Then I went filming in Cambridge this week. I applied to Cambridge University whilst at sixth form college, purely because I thought I should, and because I was "encouraged" to do so by my teachers and family; it was expected of me. In myself, I was vehemently opposed to actually going to the university. Everything about it seemed dull and elitist. I didn't want to mix with loads of other geeks- for the first time in my life I wanted to perhaps be cool, or at least, I didn't want to perpetuate my swot status. I went to an interview at Clare College, and I was way out of my depth, and I didn't get a place, and I didn't care, and I went to Leeds, and had fun, and got my degree, and that was that.
I remember the night before my interview at Cambridge, I stayed with a friend's sister who was in her first year there. I slept in the student accomodation in the beautiful, historic college building. Like living in a stately home. Stuffy, I thought. We drank pints in the union bar, where students wore scarves to declare their college allegiance, and talked about drama productions which were sponsored by top London theatres, and student journalists who had placements at the Times over the summer. The conversation flew over my head at some points, and the people I was mixing with clearly revelled in their Oxbridge status. At one point, a glossy-haired, pashmina-swathed Sloaney type declared: "Isn't it hilarious? These people, in this bar, will one day be the top editors, and politicians, and executives, in the world!". I rolled my eyes and drank my beer, and got it over and done with.
Whilst filming in Cambridge this week, I saw this world of undeniable privelege through different eyes. The older eyes of someone who has worked damn hard over the last five years, who has left their university days far behind them and can't get them back. I saw the students whizzing down old, ornate streets on bicycles, so many bicycles, like swarms of insects buzzing through the city. I watched them strolling through the famous lawns of the grand colleges and disappearing through huge oak doors into their leaded-windowed accomodation where somebody would make their bed each day. Most of them seemed animated, talking and gesturing to their friends, or alone, their gigantic brains whirring with some conceptual notion; and not with the logistics of getting a TV crew from one location to the next, and how to feed them. I felt sneery, and kind of jealous, and weird inside.
I'm not saying that I wish I had got into Cambridge. Undoubtedly I wouldn't have gone anyway, so the fact that I was rejected has saved me a potential regret in turning down a place. And I still think it's elitist, and probably a lot of the people there are unbearable. Probably I would have suffered under the pressure of the workload, and the academic demands.
But on the other hand, perhaps I would have pursued my love of academia (and I do love it), and now I might be a rosy-cheeked postgrad living in a turreted listed building, riding my bike over the cobbles wearing a woollen skirt and a vintage brooch and the open smile of someone living in a bubble of privelege. Not that I am not priveleged- I know that I am. But.
Or, I might have swanned into a trainee post at the BBC upon graduating, instead of being turned down when I applied in my final year of university.
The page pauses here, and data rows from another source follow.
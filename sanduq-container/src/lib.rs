//! Core container implementation for Sanduq.

mod chain;

pub mod class;
pub mod container;
pub mod definition;
pub mod error;
mod graph;
pub mod injector;
pub mod instance;
pub mod introspect;
pub mod provider;
pub mod proxy;
pub mod registry;
pub mod resolver;
pub mod scope;

pub use container::{Container, ContainerBuilder, SELF_NAME, Settings, prelude};
pub use definition::{Argument, ClassRecipe, Definition, Descriptor};
pub use error::{Result, SanduqError};
pub use instance::{Instance, Ref};
pub use introspect::{Arguments, ClassInfo, ClassRegistration, FromInstance, Injectable, ParamSpec};
pub use scope::Scope;

#[doc(hidden)]
pub use inventory;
I may have been in the same job now, but perhaps I could have worked less hard to get here and taken a faster route, and perhaps my Oxbridge connections would mean that ten years from now, I could be several layers higher than I will be, having not been to Cambridge. Maybe I'll hit a glass ceiling which I wouldn't hit as an Oxbridge alumni.
Most of all, my time in Cambridge this week showed me, in the brief time I was there, that Oxbridge is at the very least a very unique university experience, with more beauty and tradition than most of us find at our "normal" universities. And it opens doors. Who can deny that?
Writing this down, getting it out of my system, I realise that I still feel dubious about the whole Oxbridge thing. It's a double-edged sword, perhaps. On balance, it did me good to dodge firework-throwing youths during the dark winter walk from university to my student house in a run-down part of Leeds. My childhood was sheltered in many ways- we didn't have tons of money but we were comfortable, protected, encouraged, stimulated, and steered down a safe path by our parents. I'm sure if I had been to Cambridge, I would not have let loose to quite the extent that I did at Leeds. I needed those all-nighters and experimentation, and to live off spaghetti hoops when I ran out of money. Dinner ladies serving me dinner in grand halls would not have done me good. Mixing with people even more sheltered and priveleged than myself would probably not have been a good thing.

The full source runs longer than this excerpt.